Instrumentation: Two Piano

Duration: 6 minutes

Program Note

The motivation behind writing Strive! is anxiety. Being a composer means that one’s lifestyle is rarely stable and ordinary. In the lives of composers, we don’t work 9 to 6. Overtime is normal, and the deadline is always chasing us. Sometimes, we have to live precarious lives as freelancers or students. We can’t stop studying because there is endless music available for lifelong learning. However, most importantly, we aim to compose perfect music (at least I am), which is unachievable. The primary problem is that this scarcity mindset increases anxiety rather than creativity. So, here are my recent sources of stress from internal and external demands.
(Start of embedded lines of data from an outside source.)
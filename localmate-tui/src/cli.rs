use clap::{Parser, Subcommand};

#[derive(Debug, Parser)]
#[command(name = "localmate-tui")]
#[command(about = "Terminal client for the LocalMate to-do and study timer")]
pub struct Cli {
    #[command(subcommand)]
    pub command: Commands,
}

#[derive(Debug, Subcommand)]
pub enum Commands {
    /// Open the task list and timer against the configured backend
    Run,
    /// Log in and store the session locally
    Login,
    /// Create a new account and log it in
    Register,
    /// Remove the local session and any saved timer snapshot
    Logout,
    /// Print config path and create default file if missing
    ConfigPath,
}
use crate::app::{App, View};
use crossterm::event::{KeyCode, KeyEvent, KeyModifiers};

use super::super::action_queue::{Action, ActionTx};
use super::enqueue_action;

pub(super) fn handle_timer_key(key: KeyEvent, app: &mut App, action_tx: &ActionTx) {
    match key.code {
        KeyCode::Char('c') if key.modifiers.contains(KeyModifiers::CONTROL) => app.quit(),
        KeyCode::Char('l') if key.modifiers.contains(KeyModifiers::CONTROL) => {
            // Language switch never touches the countdown.
            enqueue_action(action_tx, Action::ToggleLanguage);
        }
        KeyCode::Esc => {
            app.current_view = View::Tasks;
        }
        // The single action key: start when Idle, stop when Running. While a
        // run exists the start transition is unreachable from the UI.
        KeyCode::Enter => {
            if app.timer.is_running() {
                enqueue_action(action_tx, Action::StopTimer);
            } else {
                enqueue_action(action_tx, Action::StartTimer);
            }
        }
        // Everything below edits the selector or duration inputs, which are
        // disabled while the countdown runs.
        _ if app.timer.is_running() => {}
        KeyCode::Tab | KeyCode::BackTab => {
            app.duration_focused = !app.duration_focused;
        }
        KeyCode::Down => {
            app.selector_down();
            refresh_selected_total(app, action_tx);
        }
        KeyCode::Up => {
            app.selector_up();
            refresh_selected_total(app, action_tx);
        }
        KeyCode::Backspace => {
            if app.duration_focused {
                app.duration_input.backspace();
            } else {
                app.selector_search.backspace();
                app.filter_selector();
            }
        }
        KeyCode::Char(c) if !key.modifiers.contains(KeyModifiers::CONTROL) => {
            if app.duration_focused {
                if c.is_ascii_digit() {
                    app.duration_input.insert(c);
                }
            } else {
                app.selector_search.insert(c);
                app.filter_selector();
            }
        }
        _ => {}
    }
}

fn refresh_selected_total(app: &App, action_tx: &ActionTx) {
    if let Some(task) = app.selector_selected() {
        enqueue_action(action_tx, Action::RefreshTotalTime { task_id: task.id });
    }
}

#[cfg(test)]
mod tests {
    use super::*;
    use crate::app::TextInput;
    use crate::i18n::Lang;
    use localmate_api::domain::Task;
    use time::macros::datetime;
    use time::OffsetDateTime;

    use super::super::super::action_queue::channel;

    fn key(code: KeyCode) -> KeyEvent {
        KeyEvent::new(code, KeyModifiers::NONE)
    }

    fn test_app() -> App {
        let mut app = App::new(Lang::En);
        app.current_view = View::Timer;
        app.set_tasks(vec![Task {
            id: 7,
            title: "Read chapter 4".to_string(),
            description: None,
            due_date: datetime!(2099-01-01 09:00:00),
            is_completed: false,
        }]);
        app
    }

    fn start_run(app: &mut App) {
        app.timer
            .start(
                Some((7, "Read chapter 4".to_string())),
                Some(5),
                OffsetDateTime::now_utc(),
            )
            .unwrap();
    }

    #[test]
    fn enter_starts_when_idle() {
        let mut app = test_app();
        let (tx, mut rx) = channel();
        handle_timer_key(key(KeyCode::Enter), &mut app, &tx);
        assert_eq!(rx.try_recv().ok(), Some(Action::StartTimer));
    }

    #[test]
    fn enter_stops_when_running() {
        let mut app = test_app();
        start_run(&mut app);
        let (tx, mut rx) = channel();
        handle_timer_key(key(KeyCode::Enter), &mut app, &tx);
        assert_eq!(rx.try_recv().ok(), Some(Action::StopTimer));
        assert!(rx.try_recv().is_err(), "no second action scheduled");
    }

    #[test]
    fn inputs_are_frozen_while_running() {
        let mut app = test_app();
        start_run(&mut app);
        app.duration_focused = true;
        app.duration_input = TextInput::from_str("5");

        let (tx, _rx) = channel();
        handle_timer_key(key(KeyCode::Char('9')), &mut app, &tx);
        handle_timer_key(key(KeyCode::Backspace), &mut app, &tx);

        assert_eq!(app.duration_input.value, "5");
    }

    #[test]
    fn language_toggle_works_while_running() {
        let mut app = test_app();
        start_run(&mut app);
        let (tx, mut rx) = channel();
        handle_timer_key(
            KeyEvent::new(KeyCode::Char('l'), KeyModifiers::CONTROL),
            &mut app,
            &tx,
        );
        assert_eq!(rx.try_recv().ok(), Some(Action::ToggleLanguage));
        assert!(app.timer.is_running());
    }

    #[test]
    fn duration_input_only_accepts_digits() {
        let mut app = test_app();
        app.duration_focused = true;
        let (tx, _rx) = channel();
        handle_timer_key(key(KeyCode::Char('2')), &mut app, &tx);
        handle_timer_key(key(KeyCode::Char('x')), &mut app, &tx);
        handle_timer_key(key(KeyCode::Char('5')), &mut app, &tx);
        assert_eq!(app.duration_input.value, "25");
    }
}
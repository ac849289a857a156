use anyhow::Result;
use localmate_api::domain::{NewTask, NewTimeEntry};
use localmate_api::LocalMateClient;
use time::OffsetDateTime;

use crate::app::{self, App, StartError, View};
use crate::config::MateConfig;
use crate::session_store::{self, TimerSnapshot};

use super::action_queue::Action;

pub(super) async fn run_action(
    action: Action,
    app: &mut App,
    client: &LocalMateClient,
    config: &mut MateConfig,
) -> Result<()> {
    match action {
        Action::ReloadTasks => {
            reload_tasks(app, client).await;
        }
        Action::CreateTask => {
            handle_create_task(app, client).await;
        }
        Action::ToggleTask { task_id } => {
            if let Err(e) = client.toggle_completion(task_id).await {
                tracing::error!(task_id, error = %e, "failed to toggle task");
                app.notify_error(app.text("task_toggle_failed"));
            }
            reload_tasks(app, client).await;
        }
        Action::MoveToToday { task_id } => {
            match client.move_to_today(task_id).await {
                Ok(_) => app.notify_success(app.text("task_moved")),
                Err(e) => {
                    tracing::error!(task_id, error = %e, "failed to move task to today");
                    app.notify_error(app.text("task_move_failed"));
                }
            }
            reload_tasks(app, client).await;
        }
        Action::ConfirmDelete => {
            handle_confirm_delete(app, client).await;
        }
        Action::StartTimer => {
            handle_start_timer(app);
        }
        Action::StopTimer => {
            handle_stop_timer(app);
        }
        Action::CompleteTimer {
            task_id,
            duration_minutes,
        } => {
            handle_complete_timer(app, client, task_id, duration_minutes).await;
        }
        Action::RefreshTotalTime { task_id } => {
            refresh_total_time(app, client, task_id).await;
        }
        Action::ToggleLanguage => {
            app.lang = app.lang.toggled();
            config.language = app.lang.as_str().to_string();
            if let Err(e) = config.save() {
                tracing::warn!(error = %e, "failed to persist language preference");
            }
            // The running countdown is untouched; only labels change.
            reload_tasks(app, client).await;
        }
    }
    Ok(())
}

/// Fetch all tasks and rebuild both buckets. A fetch failure is surfaced as
/// its own notification rather than being conflated with an empty list.
async fn reload_tasks(app: &mut App, client: &LocalMateClient) {
    app.is_loading = true;
    match client.list_tasks().await {
        Ok(tasks) => app.set_tasks(tasks),
        Err(e) => {
            tracing::error!(error = %e, "failed to fetch tasks");
            app.set_tasks(Vec::new());
            app.notify_error(app.text("task_fetch_failed"));
        }
    }
    app.is_loading = false;
}

async fn handle_create_task(app: &mut App, client: &LocalMateClient) {
    let title = app.add_task_form.title.value.trim().to_string();
    let due_date = app::parse_due_input(&app.add_task_form.due_date.value);

    let (title, due_date) = match (title.is_empty(), due_date) {
        (false, Some(due)) => (title, due),
        _ => {
            app.notify_error(app.text("title_and_date_required"));
            return;
        }
    };

    let description = app.add_task_form.description.value.trim();
    let new_task = NewTask {
        title,
        description: (!description.is_empty()).then(|| description.to_string()),
        due_date,
    };

    match client.create_task(&new_task).await {
        Ok(_) => {
            app.notify_success(app.text("task_added"));
            app.add_task_form = app::AddTaskForm::new(&app::default_due_input());
            app.current_view = View::Tasks;
        }
        Err(e) => {
            tracing::error!(error = %e, "failed to create task");
            app.notify_error(app.text("task_create_failed"));
        }
    }
    reload_tasks(app, client).await;
}

async fn handle_confirm_delete(app: &mut App, client: &LocalMateClient) {
    let Some(ctx) = app.delete_context.take() else {
        return;
    };
    app.current_view = View::Tasks;

    match client.delete_task(ctx.task_id).await {
        Ok(()) => app.notify_success(app.text("task_deleted")),
        Err(e) => {
            tracing::error!(task_id = ctx.task_id, error = %e, "failed to delete task");
            app.notify_error(app.text("task_delete_failed"));
        }
    }
    reload_tasks(app, client).await;
}

fn handle_start_timer(app: &mut App) {
    let task = app.selector_selected().map(|t| (t.id, t.title.clone()));
    let duration = app.parsed_duration();

    match app.timer.start(task, duration, OffsetDateTime::now_utc()) {
        Ok(run) => {
            let snapshot = TimerSnapshot {
                task_id: run.task_id,
                task_title: run.task_title.clone(),
                duration_minutes: run.duration_minutes,
                end_at_unix: run.end_at.unix_timestamp(),
            };
            if let Err(e) = session_store::save_timer_snapshot(&snapshot) {
                tracing::warn!(error = %e, "failed to persist timer snapshot");
            }
        }
        Err(StartError::NoTaskSelected) => app.notify_error(app.text("select_task_first")),
        Err(StartError::InvalidDuration) => app.notify_error(app.text("enter_duration")),
        // Unreachable through the UI: the start affordance is swapped to
        // "stop" while a run exists.
        Err(StartError::AlreadyRunning) => {}
    }
}

fn handle_stop_timer(app: &mut App) {
    if app.timer.stop().is_some() {
        if let Err(e) = session_store::clear_timer_snapshot() {
            tracing::warn!(error = %e, "failed to clear timer snapshot");
        }
        app.reset_timer_inputs();
    }
}

/// Expiry side effects: exactly one time entry, a refreshed total, a visual
/// cue. A failed write never blocks the reset to Idle.
async fn handle_complete_timer(
    app: &mut App,
    client: &LocalMateClient,
    task_id: i64,
    duration_minutes: u32,
) {
    if let Err(e) = session_store::clear_timer_snapshot() {
        tracing::warn!(error = %e, "failed to clear timer snapshot");
    }

    let entry = NewTimeEntry {
        task_id,
        duration_minutes,
    };
    match client.create_time_entry(&entry).await {
        Ok(()) => {
            app.notify_success(app.text("timer_completed"));
            refresh_total_time(app, client, task_id).await;
        }
        Err(e) => {
            tracing::error!(task_id, error = %e, "failed to save time entry");
            app.notify_error(app.text("timer_save_failed"));
        }
    }

    app.reset_timer_inputs();
    app.start_flash();
}

async fn refresh_total_time(app: &mut App, client: &LocalMateClient, task_id: i64) {
    app.selected_total = match client.total_minutes(task_id).await {
        Ok(total) if total.total_minutes > 0 => Some(total.total_minutes),
        Ok(_) => None,
        Err(e) => {
            tracing::error!(task_id, error = %e, "failed to fetch total time");
            None
        }
    };
}
use super::utils::centered_rect;
use super::*;

pub fn render_delete_confirm_dialog(frame: &mut Frame, app: &App) {
    let title = app
        .delete_context
        .as_ref()
        .map(|ctx| ctx.title.clone())
        .unwrap_or_default();

    let area = centered_rect(52, 9, frame.area());
    frame.render_widget(Clear, area);

    let text = vec![
        Line::from(""),
        Line::from(Span::styled(title, Style::default().fg(Color::White))),
        Line::from(""),
        Line::from(vec![
            Span::styled(
                format!("[y] {}", app.text("yes")),
                Style::default().fg(Color::Red),
            ),
            Span::raw("    "),
            Span::styled(
                format!("[n] {}", app.text("no")),
                Style::default().fg(Color::White),
            ),
        ]),
    ];

    let paragraph = Paragraph::new(text)
        .block(
            Block::default()
                .borders(Borders::ALL)
                .title(format!(" {} ", app.text("confirm_delete")))
                .title_alignment(utils::text_alignment(app.lang))
                .padding(Padding::horizontal(1)),
        )
        .alignment(Alignment::Center);

    frame.render_widget(paragraph, area);
}
use super::*;
use crate::app::format_remaining;
use std::time::Instant;
use time::OffsetDateTime;

pub fn render_timer_view(frame: &mut Frame, app: &App, body: Rect) {
    let chunks = Layout::default()
        .direction(Direction::Vertical)
        .margin(1)
        .constraints([
            Constraint::Length(5), // Countdown display
            Constraint::Length(3), // Duration input
            Constraint::Length(3), // Task search
            Constraint::Min(4),    // Task selector
            Constraint::Length(3), // Total recorded time
        ])
        .split(body);

    render_countdown(frame, chunks[0], app);
    render_duration_input(frame, chunks[1], app);
    render_search(frame, chunks[2], app);
    render_selector(frame, chunks[3], app);
    render_total_time(frame, chunks[4], app);
}

fn render_countdown(frame: &mut Frame, area: Rect, app: &App) {
    let is_running = app.timer.is_running();
    let is_flashing = app.is_flashing(Instant::now());

    let (remaining, subtitle) = match app.timer.current() {
        Some(run) => {
            let seconds = app.timer.remaining_seconds(OffsetDateTime::now_utc());
            (format_remaining(seconds), run.task_title.clone())
        }
        None => {
            // Idle: preview the configured duration.
            let seconds = app.parsed_duration().map(|m| u64::from(m) * 60).unwrap_or(0);
            (format_remaining(seconds), String::new())
        }
    };

    let border_style = if is_flashing {
        Style::default().fg(Color::Yellow)
    } else if is_running {
        Style::default().fg(Color::Green)
    } else {
        Style::default()
    };
    let time_style = if is_flashing {
        Style::default()
            .fg(Color::Yellow)
            .add_modifier(Modifier::BOLD)
    } else if is_running {
        Style::default()
            .fg(Color::Green)
            .add_modifier(Modifier::BOLD)
    } else {
        Style::default().fg(Color::White)
    };

    let mut lines = vec![Line::from(Span::styled(remaining, time_style))];
    if is_flashing {
        lines.push(Line::from(Span::styled(
            app.text("timer_completed"),
            Style::default().fg(Color::Yellow),
        )));
    } else if !subtitle.is_empty() {
        lines.push(Line::from(Span::styled(
            subtitle,
            Style::default().fg(Color::DarkGray),
        )));
    }

    let countdown = Paragraph::new(lines).alignment(Alignment::Center).block(
        Block::default()
            .borders(Borders::ALL)
            .title(format!(" {} ", app.text("timer")))
            .title_alignment(utils::text_alignment(app.lang))
            .border_style(border_style)
            .padding(Padding::horizontal(1)),
    );
    frame.render_widget(countdown, area);
}

fn render_duration_input(frame: &mut Frame, area: Rect, app: &App) {
    let is_active = app.duration_focused && !app.timer.is_running();
    let text = if is_active {
        let (before, after) = app.duration_input.split_at_cursor();
        format!("{}█{}", before, after)
    } else {
        app.duration_input.value.clone()
    };

    let border_style = if is_active {
        Style::default().fg(Color::Magenta)
    } else {
        Style::default().fg(Color::DarkGray)
    };
    let input = Paragraph::new(text)
        .style(Style::default().fg(Color::White))
        .alignment(utils::text_alignment(app.lang))
        .block(
            Block::default()
                .borders(Borders::ALL)
                .title(format!(" {} ", app.text("duration_minutes")))
                .title_alignment(utils::text_alignment(app.lang))
                .border_style(border_style)
                .padding(Padding::horizontal(1)),
        );
    frame.render_widget(input, area);
}

fn render_search(frame: &mut Frame, area: Rect, app: &App) {
    let is_active = !app.duration_focused && !app.timer.is_running();
    let text = if is_active {
        let (before, after) = app.selector_search.split_at_cursor();
        format!("{}█{}", before, after)
    } else {
        app.selector_search.value.clone()
    };

    let border_style = if is_active {
        Style::default().fg(Color::Magenta)
    } else {
        Style::default().fg(Color::DarkGray)
    };
    let search_box = Paragraph::new(text)
        .style(Style::default().fg(Color::White))
        .alignment(utils::text_alignment(app.lang))
        .block(
            Block::default()
                .borders(Borders::ALL)
                .title(format!(" {} ", app.text("select_task")))
                .title_alignment(utils::text_alignment(app.lang))
                .border_style(border_style)
                .padding(Padding::horizontal(1)),
        );
    frame.render_widget(search_box, area);
}

fn render_selector(frame: &mut Frame, area: Rect, app: &App) {
    let items: Vec<ListItem> = app
        .filtered_selector
        .iter()
        .enumerate()
        .map(|(i, task)| {
            let style = if i == app.selector_index {
                Style::default().fg(Color::Yellow)
            } else {
                Style::default().fg(Color::White)
            };
            let marker = if i == app.selector_index { "› " } else { "  " };
            ListItem::new(
                Line::from(Span::styled(format!("{}{}", marker, task.title), style))
                    .alignment(utils::text_alignment(app.lang)),
            )
        })
        .collect();

    // Filtered / total count, matching the search state.
    let title = if app.selector_search.value.is_empty() {
        format!(" {} ({}) ", app.text("tasks"), app.selector_tasks.len())
    } else {
        format!(
            " {} ({}/{}) ",
            app.text("tasks"),
            app.filtered_selector.len(),
            app.selector_tasks.len()
        )
    };

    let list = List::new(items).block(
        Block::default()
            .borders(Borders::ALL)
            .title(title)
            .title_alignment(utils::text_alignment(app.lang))
            .border_style(Style::default().fg(Color::DarkGray))
            .padding(Padding::horizontal(1)),
    );
    frame.render_widget(list, area);
}

fn render_total_time(frame: &mut Frame, area: Rect, app: &App) {
    let text = match app.selected_total {
        Some(total) => {
            let hours = total / 60;
            let minutes = total % 60;
            format!(
                "{} {} {} {}",
                hours,
                app.text("hours"),
                minutes,
                app.text("minutes")
            )
        }
        None => String::new(),
    };

    let total = Paragraph::new(text)
        .style(Style::default().fg(Color::Cyan))
        .alignment(utils::text_alignment(app.lang))
        .block(
            Block::default()
                .borders(Borders::ALL)
                .title(format!(" {} ", app.text("total_time")))
                .title_alignment(utils::text_alignment(app.lang))
                .border_style(Style::default().fg(Color::DarkGray))
                .padding(Padding::horizontal(1)),
        );
    frame.render_widget(total, area);
}
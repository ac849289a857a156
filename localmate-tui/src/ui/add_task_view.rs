use super::utils::centered_rect;
use super::*;
use crate::app::{AddTaskField, TextInput};

pub fn render_add_task_dialog(frame: &mut Frame, app: &App) {
    let area = centered_rect(56, 13, frame.area());
    frame.render_widget(Clear, area);

    let outer = Block::default()
        .borders(Borders::ALL)
        .title(format!(" {} ", app.text("add_task")))
        .title_alignment(utils::text_alignment(app.lang))
        .border_style(Style::default().fg(Color::Magenta));
    let inner = outer.inner(area);
    frame.render_widget(outer, area);

    let fields = Layout::default()
        .direction(Direction::Vertical)
        .margin(1)
        .constraints([
            Constraint::Length(3),
            Constraint::Length(3),
            Constraint::Length(3),
        ])
        .split(inner);

    render_field(
        frame,
        fields[0],
        app,
        &app.add_task_form.title,
        "task_title",
        app.add_task_form.focused == AddTaskField::Title,
    );
    render_field(
        frame,
        fields[1],
        app,
        &app.add_task_form.description,
        "task_description",
        app.add_task_form.focused == AddTaskField::Description,
    );
    render_field(
        frame,
        fields[2],
        app,
        &app.add_task_form.due_date,
        "due_date",
        app.add_task_form.focused == AddTaskField::DueDate,
    );
}

fn render_field(
    frame: &mut Frame,
    area: Rect,
    app: &App,
    input: &TextInput,
    label_key: &str,
    is_focused: bool,
) {
    let text = if is_focused {
        let (before, after) = input.split_at_cursor();
        format!("{}█{}", before, after)
    } else {
        input.value.clone()
    };

    let border_style = if is_focused {
        Style::default().fg(Color::Magenta)
    } else {
        Style::default().fg(Color::DarkGray)
    };
    let field = Paragraph::new(text)
        .style(Style::default().fg(Color::White))
        .alignment(utils::text_alignment(app.lang))
        .block(
            Block::default()
                .borders(Borders::ALL)
                .title(format!(" {} ", app.text(label_key)))
                .title_alignment(utils::text_alignment(app.lang))
                .border_style(border_style)
                .padding(Padding::horizontal(1)),
        );
    frame.render_widget(field, area);
}
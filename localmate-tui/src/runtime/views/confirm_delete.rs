use crate::app::{App, View};
use crossterm::event::{KeyCode, KeyEvent};

use super::super::action_queue::{Action, ActionTx};
use super::enqueue_action;

pub(super) fn handle_confirm_delete_key(key: KeyEvent, app: &mut App, action_tx: &ActionTx) {
    match key.code {
        KeyCode::Char('y') | KeyCode::Char('Y') | KeyCode::Enter => {
            enqueue_action(action_tx, Action::ConfirmDelete);
        }
        KeyCode::Char('n') | KeyCode::Char('N') | KeyCode::Esc => {
            // Declining issues no call at all.
            app.delete_context = None;
            app.current_view = View::Tasks;
        }
        _ => {}
    }
}

#[cfg(test)]
mod tests {
    use super::*;
    use crate::app::DeleteContext;
    use crate::i18n::Lang;
    use crossterm::event::KeyModifiers;

    use super::super::super::action_queue::channel;

    fn key(code: KeyCode) -> KeyEvent {
        KeyEvent::new(code, KeyModifiers::NONE)
    }

    fn test_app() -> App {
        let mut app = App::new(Lang::En);
        app.current_view = View::ConfirmDelete;
        app.delete_context = Some(DeleteContext {
            task_id: 3,
            title: "Old task".to_string(),
        });
        app
    }

    #[test]
    fn confirming_enqueues_the_delete() {
        let mut app = test_app();
        let (tx, mut rx) = channel();
        handle_confirm_delete_key(key(KeyCode::Char('y')), &mut app, &tx);
        assert_eq!(rx.try_recv().ok(), Some(Action::ConfirmDelete));
    }

    #[test]
    fn declining_performs_no_action_and_no_call() {
        let mut app = test_app();
        let (tx, mut rx) = channel();
        handle_confirm_delete_key(key(KeyCode::Esc), &mut app, &tx);

        assert!(app.delete_context.is_none());
        assert_eq!(app.current_view, View::Tasks);
        assert!(rx.try_recv().is_err());
    }
}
To capture the unease, I adapted a twelve-tone row to generate fundamental pitches, like raw materials and used the row’s fragments rather than applying serial operations. Although the harmonic language is dissonant, the rhythmic ideas and musical structure are firmly rooted in the traditional style—the form is a sonata, and the development section is a four-part fugue.

The anxiety never completely resolved within the piece, just like a composer’s destiny to deal with endless anxiety, stress, a creative block, etc. until one stops writing. All these thoughts led me to write Strive! Therefore, I am embracing anxiety as a part of myself and continue striving for perfection. Whether I will achieve or not is unimportant. The progression is what matters.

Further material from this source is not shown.